[EXTRACTED INFORMATION Boundary: Start]

//! 周期采集调度器
//!
//! 状态机：`Ready -> Scheduled -> Running -> Succeeded | Failed`，任意状态可被取消。
//! 周期之间不重叠：循环内串行执行，手动触发的周期与循环共用同一把周期锁。
//! 取消不会中断进行中的等待：当前请求照常结束（数据或超时），但结果不再发布。
//! 连接断开、应答超时等可重试失败只记为 `Failed`，下一拍回到 `Scheduled` 继续采集；
//! 点表错误等不可重试失败停止循环（除非配置了 `restart_on_failure`）。

use crate::error::PollError;
use crate::listener::ValuesListener;
use crate::plan::{PollPlan, PollTarget};
use domain::PolledValueMap;
use hmi_protocol::MasterHandle;
use std::sync::{Arc, Mutex, PoisonError, RwLock};
use std::time::Duration;
use tokio::sync::{OnceCell, watch};
use tokio::task::JoinHandle;
use tokio::time::{self, Instant, MissedTickBehavior};
use tokio_util::sync::CancellationToken;
use tracing::{Instrument, info, info_span, warn};

/// 默认首次采集延迟
pub const DEFAULT_INITIAL_DELAY: Duration = Duration::from_millis(500);

/// 调度器状态
#[derive(Debug, Clone, Copy, PartialEq, Eq)]
pub enum SchedulerState {
    Ready,
    Scheduled,
    Running,
    Succeeded,
    Failed,
    Cancelled,
}

/// 调度参数
#[derive(Debug, Clone)]
pub struct SchedulerConfig {
    pub name: String,
    pub period: Duration,
    pub initial_delay: Duration,
    /// 不可重试的失败后是否继续调度（默认否）
    pub restart_on_failure: bool,
}

impl SchedulerConfig {
    pub fn new(name: impl Into<String>, period: Duration) -> Self {
        Self {
            name: name.into(),
            period,
            initial_delay: DEFAULT_INITIAL_DELAY,
            restart_on_failure: false,
        }
    }

    pub fn with_initial_delay(mut self, initial_delay: Duration) -> Self {
        self.initial_delay = initial_delay;
        self
    }

    pub fn with_restart_on_failure(mut self, restart_on_failure: bool) -> Self {
        self.restart_on_failure = restart_on_failure;
        self
    }
}

struct Inner {
    config: SchedulerConfig,
    handle: Arc<MasterHandle>,
    target: PollTarget,
    plan: OnceCell<PollPlan>,
    listeners: RwLock<Vec<Arc<dyn ValuesListener>>>,
    state: watch::Sender<SchedulerState>,
    cycle_lock: tokio::sync::Mutex<()>,
}

struct LoopTask {
    token: CancellationToken,
    join: JoinHandle<()>,
}

/// 周期采集调度器
pub struct PollingScheduler {
    inner: Arc<Inner>,
    task: Mutex<Option<LoopTask>>,
}

impl PollingScheduler {
    pub fn new(config: SchedulerConfig, handle: Arc<MasterHandle>, target: PollTarget) -> Self {
        let (state, _) = watch::channel(SchedulerState::Ready);
        Self {
            inner: Arc::new(Inner {
                config,
                handle,
                target,
                plan: OnceCell::new(),
                listeners: RwLock::new(Vec::new()),
                state,
                cycle_lock: tokio::sync::Mutex::new(()),
            }),
            task: Mutex::new(None),
        }
    }

    pub fn name(&self) -> &str {
        &self.inner.config.name
    }

    pub fn add_listener(&self, listener: Arc<dyn ValuesListener>) {
        self.inner
            .listeners
            .write()
            .unwrap_or_else(PoisonError::into_inner)
            .push(listener);
    }

    pub fn state(&self) -> SchedulerState {
        *self.inner.state.borrow()
    }

    /// 订阅状态变化
    pub fn subscribe(&self) -> watch::Receiver<SchedulerState> {
        self.inner.state.subscribe()
    }

    /// 调度循环是否仍在运行（未取消、未因失败停止）。
    pub fn is_active(&self) -> bool {
        self.slot()
            .as_ref()
            .is_some_and(|task| !task.token.is_cancelled() && !task.join.is_finished())
    }

    /// 启动调度循环；已在运行时返回 false。
    pub fn start(&self) -> bool {
        let mut slot = self.slot();
        if slot
            .as_ref()
            .is_some_and(|task| !task.token.is_cancelled() && !task.join.is_finished())
        {
            return false;
        }
        *slot = Some(self.spawn_loop());
        true
    }

    /// 取消当前循环并等待其结束（进行中的周期先收尾），再启动新循环。
    pub async fn restart(&self) {
        self.stop().await;
        let task = self.spawn_loop();
        *self.slot() = Some(task);
    }

    /// 取消调度：不再开始新周期，进行中的周期结果不发布。
    pub fn cancel(&self) {
        let token = self.slot().as_ref().map(|task| task.token.clone());
        if let Some(token) = token {
            token.cancel();
        }
        self.inner.set_state(SchedulerState::Cancelled, None);
    }

    /// 取消并等待循环退出。
    pub async fn stop(&self) {
        let task = self.slot().take();
        if let Some(task) = task {
            task.token.cancel();
            self.inner.set_state(SchedulerState::Cancelled, None);
            if let Err(e) = task.join.await {
                warn!(target: "hmi.polling", scheduler = %self.name(), error = %e, "poll_loop_join_failed");
            }
        }
    }

    /// 立即执行一个周期（与调度循环互斥）。
    pub async fn run_cycle(&self) -> Result<Arc<PolledValueMap>, PollError> {
        self.inner.cycle(None).await
    }

    fn slot(&self) -> std::sync::MutexGuard<'_, Option<LoopTask>> {
        self.task.lock().unwrap_or_else(PoisonError::into_inner)
    }

    fn spawn_loop(&self) -> LoopTask {
        let token = CancellationToken::new();
        self.inner.set_state(SchedulerState::Scheduled, None);
        let join = tokio::spawn(run_loop(Arc::clone(&self.inner), token.clone()));
        LoopTask { token, join }
    }
}

impl Drop for PollingScheduler {
    fn drop(&mut self) {
        if let Some(task) = self.slot().take() {
            task.token.cancel();
        }
    }
}

async fn run_loop(inner: Arc<Inner>, token: CancellationToken) {
    let period = inner.config.period.max(Duration::from_millis(1));
    let mut ticks = time::interval_at(Instant::now() + inner.config.initial_delay, period);
    // 周期超过间隔时顺延下一次，而不是补发
    ticks.set_missed_tick_behavior(MissedTickBehavior::Delay);
    info!(
        target: "hmi.polling",
        scheduler = %inner.config.name,
        period_ms = period.as_millis() as u64,
        initial_delay_ms = inner.config.initial_delay.as_millis() as u64,
        "poll_loop_started"
    );

    let mut failed = false;
    loop {
        tokio::select! {
            biased;
            _ = token.cancelled() => break,
            _ = ticks.tick() => {}
        }
        if failed {
            inner.set_state(SchedulerState::Scheduled, Some(&token));
        }
        let outcome = inner.cycle(Some(&token)).await;
        if token.is_cancelled() {
            break;
        }
        failed = outcome.is_err();
        if let Err(e) = outcome
            && !e.is_retriable()
            && !inner.config.restart_on_failure
        {
            warn!(
                target: "hmi.polling",
                scheduler = %inner.config.name,
                error = %e,
                "poll_loop_stopped_after_failure"
            );
            break;
        }
    }
    info!(target: "hmi.polling", scheduler = %inner.config.name, "poll_loop_finished");
}

impl Inner {
    /// 取消后的周期不再改动状态
    fn set_state(&self, next: SchedulerState, token: Option<&CancellationToken>) {
        self.state.send_if_modified(|state| {
            if token.is_some_and(CancellationToken::is_cancelled) || *state == next {
                return false;
            }
            info!(
                target: "hmi.polling",
                scheduler = %self.config.name,
                from = ?*state,
                to = ?next,
                "scheduler_state_changed"
            );
            *state = next;
            true
        });
    }

    async fn plan(&self) -> Result<&PollPlan, PollError> {
        self.plan
            .get_or_try_init(|| async {
                let plan = PollPlan::build(&self.target)?;
                info!(
                    target: "hmi.polling",
                    scheduler = %self.config.name,
                    groups = plan.groups().len(),
                    requests = plan.request_count(),
                    "poll_plan_built"
                );
                Ok(plan)
            })
            .await
    }

    async fn cycle(
        &self,
        token: Option<&CancellationToken>,
    ) -> Result<Arc<PolledValueMap>, PollError> {
        let _cycle = self.cycle_lock.lock().await;
        if token.is_some_and(CancellationToken::is_cancelled) {
            return Err(PollError::Cancelled);
        }
        let cycle_id = hmi_telemetry::new_cycle_id();
        let span = info_span!(
            target: "hmi.polling",
            "poll_cycle",
            scheduler = %self.config.name,
            cycle_id = %cycle_id
        );

        async move {
            self.set_state(SchedulerState::Running, token);
            let started = Instant::now();
            let collected = self.collect().await;
            let elapsed_ms = started.elapsed().as_millis() as u64;

            let values = match collected {
                Ok(values) => Arc::new(values),
                Err(e) => {
                    hmi_telemetry::record_poll_cycle_failed();
                    warn!(target: "hmi.polling", error = %e, elapsed_ms, "poll_cycle_failed");
                    self.set_state(SchedulerState::Failed, token);
                    return Err(e);
                }
            };
            if token.is_some_and(CancellationToken::is_cancelled) {
                info!(target: "hmi.polling", points = values.len(), "poll_cycle_discarded_after_cancel");
                return Err(PollError::Cancelled);
            }

            hmi_telemetry::record_poll_cycle_succeeded();
            if !values.is_empty() {
                self.publish(&values).await;
            }
            self.set_state(SchedulerState::Succeeded, token);
            info!(target: "hmi.polling", points = values.len(), elapsed_ms, "poll_cycle_succeeded");
            Ok(values)
        }
        .instrument(span)
        .await
    }

    async fn collect(&self) -> Result<PolledValueMap, PollError> {
        let plan = self.plan().await?;
        let connection = self
            .handle
            .ensure_connected()
            .await
            .map_err(PollError::Connection)?;

        let mut values = PolledValueMap::new();
        let mut failed = 0;
        let mut retriable = true;
        for group in plan.groups() {
            match group.poll(&connection).await {
                Ok(group_values) => values.extend(group_values),
                Err(e) if e.is_connection_loss() => {
                    self.handle.invalidate();
                    return Err(PollError::Connection(e));
                }
                Err(e) => {
                    hmi_telemetry::record_poll_group_failed();
                    warn!(target: "hmi.polling", group = group.index(), error = %e, "poll_group_failed");
                    failed += 1;
                    retriable &= e.is_retriable();
                }
            }
        }
        if failed > 0 && failed == plan.groups().len() {
            return Err(PollError::AllGroupsFailed {
                groups: failed,
                retriable,
            });
        }
        Ok(values)
    }

    async fn publish(&self, values: &Arc<PolledValueMap>) {
        let listeners = self
            .listeners
            .read()
            .unwrap_or_else(PoisonError::into_inner)
            .clone();
        for listener in listeners {
            listener.on_values(Arc::clone(values)).await;
        }
    }
}

#[cfg(test)]
mod tests {
    use super::*;
    use async_trait::async_trait;
    use domain::{GroupDescriptor, PointLocation};
    use hmi_protocol::{Connector, MasterConnection, ProtocolError};

    struct RefusingConnector;

    #[async_trait]
    impl Connector for RefusingConnector {
        async fn connect(&self) -> Result<MasterConnection, ProtocolError> {
            Err(ProtocolError::Connection("refused".into()))
        }

        fn target(&self) -> String {
            "refused".into()
        }
    }

    fn scheduler(groups: Vec<GroupDescriptor>) -> PollingScheduler {
        PollingScheduler::new(
            SchedulerConfig::new("test", Duration::from_millis(20))
                .with_initial_delay(Duration::ZERO),
            Arc::new(MasterHandle::new(Arc::new(RefusingConnector))),
            PollTarget::new(1, groups),
        )
    }

    /// 功能码覆盖非法，点表无法生成请求
    fn invalid_groups() -> Vec<GroupDescriptor> {
        vec![GroupDescriptor {
            index: 1,
            start: 0,
            end: 10,
            function_code: Some(0x06),
            locations: vec![PointLocation {
                address: 1,
                iec: String::new(),
                unit: String::new(),
                convert: 1,
                point_type: None,
                multiple: None,
                show: None,
                fnc_lab: None,
                enums: Vec::new(),
            }],
        }]
    }

    #[test]
    fn config_defaults() {
        let config = SchedulerConfig::new("poll", Duration::from_secs(1));
        assert_eq!(config.initial_delay, DEFAULT_INITIAL_DELAY);
        assert!(!config.restart_on_failure);
    }

    #[tokio::test]
    async fn starts_ready_and_schedules() {
        let scheduler = scheduler(Vec::new());
        assert_eq!(scheduler.state(), SchedulerState::Ready);
        assert!(scheduler.start());
        assert!(!scheduler.start());
        scheduler.stop().await;
        assert_eq!(scheduler.state(), SchedulerState::Cancelled);
        assert!(!scheduler.is_active());
    }

    #[tokio::test]
    async fn refused_connect_keeps_loop_running() {
        let scheduler = scheduler(Vec::new());
        let mut state = scheduler.subscribe();
        scheduler.start();
        time::timeout(
            Duration::from_secs(2),
            state.wait_for(|s| *s == SchedulerState::Failed),
        )
        .await
        .unwrap()
        .unwrap();
        time::sleep(Duration::from_millis(60)).await;
        assert!(scheduler.is_active());
        scheduler.stop().await;
    }

    #[tokio::test]
    async fn plan_failure_stops_loop_without_restart_policy() {
        let scheduler = scheduler(invalid_groups());
        let mut state = scheduler.subscribe();
        scheduler.start();
        time::timeout(
            Duration::from_secs(2),
            state.wait_for(|s| *s == SchedulerState::Failed),
        )
        .await
        .unwrap()
        .unwrap();
        time::sleep(Duration::from_millis(60)).await;
        assert!(!scheduler.is_active());
        assert_eq!(scheduler.state(), SchedulerState::Failed);
    }

    #[tokio::test]
    async fn restart_policy_keeps_loop_after_plan_failure() {
        let scheduler = PollingScheduler::new(
            SchedulerConfig::new("test", Duration::from_millis(20))
                .with_initial_delay(Duration::ZERO)
                .with_restart_on_failure(true),
            Arc::new(MasterHandle::new(Arc::new(RefusingConnector))),
            PollTarget::new(1, invalid_groups()),
        );
        let mut state = scheduler.subscribe();
        scheduler.start();
        time::timeout(
            Duration::from_secs(2),
            state.wait_for(|s| *s == SchedulerState::Failed),
        )
        .await
        .unwrap()
        .unwrap();
        time::sleep(Duration::from_millis(60)).await;
        assert!(scheduler.is_active());
        scheduler.stop().await;
    }
}
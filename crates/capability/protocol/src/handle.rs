//! 连接器与共享的主站句柄
//!
//! 每个引擎实例只有一个活动连接。采集调度器通过 `ensure_connected` 懒建立连接，
//! 命令通道只读取当前连接，从不主动连接。

use crate::correlator::DEFAULT_RESPONSE_TIMEOUT;
use crate::error::ProtocolError;
use crate::master::MasterConnection;
use async_trait::async_trait;
use domain::{SerialDescriptor, ServerDescriptor, TransportKind};
use std::sync::{Arc, Mutex, MutexGuard, PoisonError};
use std::time::Duration;
use tracing::{info, warn};

/// 默认连接超时
pub const DEFAULT_CONNECT_TIMEOUT: Duration = Duration::from_millis(5000);

/// 建立主站连接
#[async_trait]
pub trait Connector: Send + Sync {
    async fn connect(&self) -> Result<MasterConnection, ProtocolError>;

    /// 连接目标描述（日志用）
    fn target(&self) -> String;
}

/// Modbus TCP 连接器
#[derive(Debug, Clone)]
pub struct TcpConnector {
    pub host: String,
    pub port: u16,
    pub slave_id: u8,
    pub connect_timeout: Duration,
    pub response_timeout: Duration,
}

impl TcpConnector {
    pub fn new(host: impl Into<String>, port: u16, slave_id: u8) -> Self {
        Self {
            host: host.into(),
            port,
            slave_id,
            connect_timeout: DEFAULT_CONNECT_TIMEOUT,
            response_timeout: DEFAULT_RESPONSE_TIMEOUT,
        }
    }

    pub fn with_timeouts(mut self, connect_timeout: Duration, response_timeout: Duration) -> Self {
        self.connect_timeout = connect_timeout;
        self.response_timeout = response_timeout;
        self
    }
}

#[async_trait]
impl Connector for TcpConnector {
    async fn connect(&self) -> Result<MasterConnection, ProtocolError> {
        MasterConnection::connect_tcp(
            &self.host,
            self.port,
            self.slave_id,
            self.connect_timeout,
            self.response_timeout,
        )
        .await
    }

    fn target(&self) -> String {
        format!("tcp://{}:{}", self.host, self.port)
    }
}

/// Modbus RTU 连接器
#[derive(Debug, Clone)]
pub struct RtuConnector {
    pub serial: SerialDescriptor,
    pub slave_id: u8,
    pub response_timeout: Duration,
}

impl RtuConnector {
    pub fn new(serial: SerialDescriptor, slave_id: u8) -> Self {
        Self {
            serial,
            slave_id,
            response_timeout: DEFAULT_RESPONSE_TIMEOUT,
        }
    }

    pub fn with_response_timeout(mut self, response_timeout: Duration) -> Self {
        self.response_timeout = response_timeout;
        self
    }
}

#[async_trait]
impl Connector for RtuConnector {
    async fn connect(&self) -> Result<MasterConnection, ProtocolError> {
        MasterConnection::connect_rtu(&self.serial, self.slave_id, self.response_timeout)
    }

    fn target(&self) -> String {
        format!("rtu://{}@{}", self.serial.port, self.serial.baud_rate)
    }
}

/// 按服务器描述选择连接器。
pub fn connector_for(
    server: &ServerDescriptor,
    connect_timeout: Duration,
    response_timeout: Duration,
) -> Result<Arc<dyn Connector>, ProtocolError> {
    match server.transport {
        TransportKind::Tcp => Ok(Arc::new(
            TcpConnector::new(server.host.clone(), server.port, server.slave_id)
                .with_timeouts(connect_timeout, response_timeout),
        )),
        TransportKind::Rtu => {
            let serial = server.serial.clone().ok_or_else(|| {
                ProtocolError::ConfigParse("rtu transport without serial settings".into())
            })?;
            Ok(Arc::new(
                RtuConnector::new(serial, server.slave_id).with_response_timeout(response_timeout),
            ))
        }
    }
}

/// 唯一活动连接的持有者
pub struct MasterHandle {
    connector: Arc<dyn Connector>,
    current: Mutex<Option<MasterConnection>>,
    connecting: tokio::sync::Mutex<()>,
}

impl MasterHandle {
    pub fn new(connector: Arc<dyn Connector>) -> Self {
        Self {
            connector,
            current: Mutex::new(None),
            connecting: tokio::sync::Mutex::new(()),
        }
    }

    fn slot(&self) -> MutexGuard<'_, Option<MasterConnection>> {
        self.current.lock().unwrap_or_else(PoisonError::into_inner)
    }

    /// 返回可用连接；不存在或已断开时重新建立。
    pub async fn ensure_connected(&self) -> Result<MasterConnection, ProtocolError> {
        if let Some(connection) = self.current() {
            return Ok(connection);
        }
        let _connecting = self.connecting.lock().await;
        if let Some(connection) = self.current() {
            return Ok(connection);
        }
        let stale = self.slot().take();
        if let Some(stale) = stale {
            stale.close();
        }
        let connection = match self.connector.connect().await {
            Ok(connection) => connection,
            Err(e) => {
                warn!(
                    target: "hmi.protocol",
                    target_addr = %self.connector.target(),
                    error = %e,
                    "connect_failed"
                );
                return Err(e);
            }
        };
        info!(target: "hmi.protocol", target_addr = %self.connector.target(), "master_connected");
        *self.slot() = Some(connection.clone());
        Ok(connection)
    }

    /// 当前已连接的连接（不会发起连接）
    pub fn current(&self) -> Option<MasterConnection> {
        self.slot()
            .as_ref()
            .filter(|connection| connection.is_connected())
            .cloned()
    }

    pub fn is_connected(&self) -> bool {
        self.current().is_some()
    }

    /// 丢弃当前连接，下次 `ensure_connected` 时重建。
    pub fn invalidate(&self) {
        if let Some(connection) = self.slot().take() {
            warn!(target: "hmi.protocol", peer = %connection.peer(), "connection_invalidated");
            connection.close();
        }
    }

    /// 主动断开。
    pub async fn disconnect(&self) {
        let connection = self.slot().take();
        if let Some(connection) = connection {
            connection.shutdown().await;
            info!(target: "hmi.protocol", peer = %connection.peer(), "master_disconnected");
        }
    }
}

#[cfg(test)]
mod tests {
    use super::*;
    use std::sync::atomic::{AtomicUsize, Ordering};

    /// 每次连接都返回一条新的内存管道
    #[derive(Default)]
    struct DuplexConnector {
        attempts: AtomicUsize,
        fail: bool,
        devices: std::sync::Mutex<Vec<tokio::io::DuplexStream>>,
    }

    #[async_trait]
    impl Connector for DuplexConnector {
        async fn connect(&self) -> Result<MasterConnection, ProtocolError> {
            self.attempts.fetch_add(1, Ordering::SeqCst);
            if self.fail {
                return Err(ProtocolError::Connection("refused".into()));
            }
            let (client, device) = tokio::io::duplex(64);
            self.devices.lock().unwrap().push(device);
            Ok(MasterConnection::from_stream(
                client,
                TransportKind::Tcp,
                1,
                Duration::from_millis(100),
                "duplex",
            ))
        }

        fn target(&self) -> String {
            "duplex".into()
        }
    }

    #[tokio::test]
    async fn connects_lazily_and_reuses() {
        let connector = Arc::new(DuplexConnector::default());
        let handle = MasterHandle::new(connector.clone());
        assert!(handle.current().is_none());
        handle.ensure_connected().await.unwrap();
        handle.ensure_connected().await.unwrap();
        assert_eq!(connector.attempts.load(Ordering::SeqCst), 1);
        assert!(handle.is_connected());

        handle.invalidate();
        assert!(!handle.is_connected());
        handle.ensure_connected().await.unwrap();
        assert_eq!(connector.attempts.load(Ordering::SeqCst), 2);

        handle.disconnect().await;
        assert!(handle.current().is_none());
    }

    #[tokio::test]
    async fn connect_failure_is_reported() {
        let handle = MasterHandle::new(Arc::new(DuplexConnector {
            fail: true,
            ..Default::default()
        }));
        assert!(matches!(
            handle.ensure_connected().await,
            Err(ProtocolError::Connection(_))
        ));
        assert!(!handle.is_connected());
    }

    #[test]
    fn rtu_descriptor_requires_serial_settings() {
        let server = ServerDescriptor {
            transport: TransportKind::Rtu,
            host: String::new(),
            port: 0,
            serial: None,
            slave_id: 1,
            cycle_seconds: 1,
        };
        assert!(connector_for(&server, DEFAULT_CONNECT_TIMEOUT, DEFAULT_RESPONSE_TIMEOUT).is_err());
    }
}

[EXTRACTED INFORMATION Boundary: End]

* _REQUIREMENT_
Tell how many lines in the material above include the word "OnceCell", giving the number only.

* _EXERCISE RESULT_
3